The English Church in the Eighteenth Century eBook

This eBook from the Gutenberg Project consists of approximately 807 pages of information about The English Church in the Eighteenth Century.

The English Church in the Eighteenth Century eBook

This eBook from the Gutenberg Project consists of approximately 807 pages of information about The English Church in the Eighteenth Century.

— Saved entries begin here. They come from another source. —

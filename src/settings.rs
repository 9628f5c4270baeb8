//! Simulation settings with persistence
//!
//! Settings are read from `~/.config/strider/settings.toml`

use std::fs;
use std::path::PathBuf;

use anyhow::{ensure, Context};
use glam::Vec3;
use serde::{Deserialize, Serialize};
use strider_core::TimeConfig;
use strider_game::{CameraConfig, LocomotionConfig};
use strider_physics::CharacterBodyConfig;
use tracing::{info, warn};

/// All settings for a simulation run
#[derive(Debug, Clone, Default, Serialize, Deserialize)]
#[serde(default)]
pub struct Settings {
    pub locomotion: LocomotionConfig,
    pub camera: CameraConfig,
    pub body: CharacterBodyConfig,
    pub simulation: SimulationSettings,
}

impl Settings {
    /// Get the config directory path
    fn config_dir() -> Option<PathBuf> {
        dirs::config_dir().map(|p| p.join("strider"))
    }

    /// Get the settings file path
    fn settings_path() -> Option<PathBuf> {
        Self::config_dir().map(|p| p.join("settings.toml"))
    }

    /// Load settings from disk, falling back to defaults when the file is
    /// missing or unreadable. Parsed settings that fail validation are an error.
    pub fn load() -> anyhow::Result<Self> {
        let Some(path) = Self::settings_path() else {
            warn!("Could not determine config directory");
            return Ok(Self::default());
        };

        if !path.exists() {
            info!("No settings file found, using defaults");
            return Ok(Self::default());
        }

        let settings = match fs::read_to_string(&path) {
            Ok(content) => match Self::parse(&content) {
                Ok(settings) => {
                    info!("Loaded settings from {:?}", path);
                    settings
                }
                Err(e) => {
                    warn!("Failed to parse settings: {}, using defaults", e);
                    Self::default()
                }
            },
            Err(e) => {
                warn!("Failed to read settings file: {}, using defaults", e);
                Self::default()
            }
        };

        settings
            .validate()
            .with_context(|| format!("Invalid settings in {:?}", path))?;
        Ok(settings)
    }

    /// Reject values the simulation cannot run with
    pub fn validate(&self) -> anyhow::Result<()> {
        self.locomotion.validate().context("[locomotion]")?;
        self.simulation.validate().context("[simulation]")?;

        let body = &self.body;
        ensure!(
            body.radius.is_finite() && body.radius > 0.0,
            "[body] radius must be positive, got {}",
            body.radius
        );
        ensure!(
            body.half_height.is_finite() && body.half_height >= body.radius,
            "[body] half_height must be at least the radius, got {}",
            body.half_height
        );
        ensure!(
            body.skin_width.is_finite() && body.skin_width >= 0.0,
            "[body] skin_width must not be negative, got {}",
            body.skin_width
        );
        Ok(())
    }

    /// Parse settings from TOML text
    pub fn parse(content: &str) -> Result<Self, toml::de::Error> {
        toml::from_str(content)
    }

    /// Save settings to disk
    pub fn save(&self) -> anyhow::Result<()> {
        let Some(dir) = Self::config_dir() else {
            anyhow::bail!("Could not determine config directory");
        };

        let path = dir.join("settings.toml");

        if !dir.exists() {
            fs::create_dir_all(&dir)?;
        }

        let content = toml::to_string_pretty(self)?;
        fs::write(&path, content)?;
        info!("Saved settings to {:?}", path);
        Ok(())
    }
}

/// Settings for the headless run itself
#[derive(Debug, Clone, Serialize, Deserialize)]
#[serde(default)]
pub struct SimulationSettings {
    /// How long to simulate, in seconds
    pub duration: f32,
    /// Where the character's capsule centre starts
    pub spawn_position: Vec3,
    /// Frame timing
    pub time: TimeConfig,
}

impl SimulationSettings {
    /// Every frame must move the clock forward, or the run never ends
    pub fn validate(&self) -> anyhow::Result<()> {
        let time = &self.time;
        let positive = [
            ("time.fixed_timestep", time.fixed_timestep),
            ("time.max_delta_time", time.max_delta_time),
            ("time.time_scale", time.time_scale),
        ];
        for (field, value) in positive {
            ensure!(
                value.is_finite() && value > 0.0,
                "{} must be a positive number, got {}",
                field,
                value
            );
        }

        ensure!(
            self.duration.is_finite() && self.duration >= 0.0,
            "duration must be a finite, non-negative number of seconds, got {}",
            self.duration
        );
        ensure!(
            self.spawn_position.is_finite(),
            "spawn_position must be finite, got {}",
            self.spawn_position
        );
        Ok(())
    }
}

impl Default for SimulationSettings {
    fn default() -> Self {
        Self {
            duration: 8.0,
            spawn_position: Vec3::new(0.0, 0.0, 300.0),
            time: TimeConfig::default(),
        }
    }
}

#[cfg(test)]
mod tests {
    use super::*;

    #[test]
    fn test_partial_file_keeps_defaults() {
        let settings = Settings::parse(
            r#"
            [locomotion]
            max_speed = 450.0

            [simulation]
            duration = 2.5
            "#,
        )
        .expect("valid toml");

        assert_eq!(settings.locomotion.max_speed, 450.0);
        assert_eq!(settings.locomotion.jump_velocity, 500.0);
        assert_eq!(settings.simulation.duration, 2.5);
        assert_eq!(settings.camera.arm_length, 300.0);
    }

    #[test]
    fn test_defaults_are_valid() {
        assert!(Settings::default().validate().is_ok());
    }

    #[test]
    fn test_zero_timestep_is_rejected() {
        let settings = Settings::parse(
            r#"
            [simulation.time]
            fixed_timestep = 0.0
            "#,
        )
        .expect("valid toml");

        assert!(settings.locomotion.validate().is_ok());
        let err = settings.validate().expect_err("zero timestep never advances");
        assert!(format!("{:#}", err).contains("fixed_timestep"));
    }

    #[test]
    fn test_broken_clock_values_are_rejected() {
        for text in [
            "[simulation.time]\nmax_delta_time = -0.1",
            "[simulation.time]\nfixed_timestep = nan",
            "[simulation.time]\ntime_scale = 0.0",
            "[simulation]\nduration = inf",
        ] {
            let settings = Settings::parse(text).expect("valid toml");
            assert!(settings.validate().is_err(), "accepted {:?}", text);
        }
    }

    #[test]
    fn test_degenerate_body_is_rejected() {
        let settings = Settings::parse("[body]\nradius = 0.0").expect("valid toml");
        assert!(settings.validate().is_err());

        let settings = Settings::parse("[body]\nhalf_height = 10.0").expect("valid toml");
        assert!(settings.validate().is_err());
    }

    #[test]
    fn test_round_trip_through_toml() {
        let settings = Settings::default();
        let text = toml::to_string_pretty(&settings).expect("serializable");
        let parsed = Settings::parse(&text).expect("parsable");
        assert_eq!(parsed.locomotion.gravity, settings.locomotion.gravity);
        assert_eq!(parsed.body.half_height, settings.body.half_height);
    }
}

Nothing very instructive or suggestive must be looked for from Tillotson on the subject of Divine mysteries.  He was too much of an eighteenth-century man, if it may be so expressed, to be able to give much appreciative thought to anything that lay beyond the direct province of reason.  Yet, on the other hand, he was too deeply religious, and too watchful an observer, not to perceive that the unspiritual and sceptical tendencies of his age were fostered by the disparagement of all suprasensual ideas.  The consequence is, that he deals with the subject without ease, and with the air of an apologist.  This remark does not so much relate to the miracles.  Upon them he constantly insists as a very material part of distinctly rational evidence.  But mysteries, apart from any evidential character which they may possess, he clearly regards almost entirely in the sense of difficulties, necessary to be believed, but mere impediments to faith rather than any assistance to it.  ‘Great reverence,’ he says, ’is due to them where they are certain and necessary in the nature and reason of the thing, but they are not easily to be admitted without necessity and very good evidence.’[239] He is not sure whether much that seems mysterious may not be in some degree explained as compliances, for the sake of our edification, with human modes of thought.[240] On the whole, he is inclined to reduce within as narrow a compass as possible the number of tenets which transcend our faculties of reason, to receive them, when acknowledged, with reverential submission, but to pass quickly from them, as matters in which we have little concern, and which do not greatly affect the practical conduct of life.  His extreme distaste for anything that appeared to him like idle speculation or unprofitable controversy, often blinded him in a very remarkable degree to the evident fact, that the very same mysterious truths which have given occasion to many futile speculations, many profitless disputes, are also, in every Christian communion, rich in their supply of Christian motives and practical bearings upon conduct.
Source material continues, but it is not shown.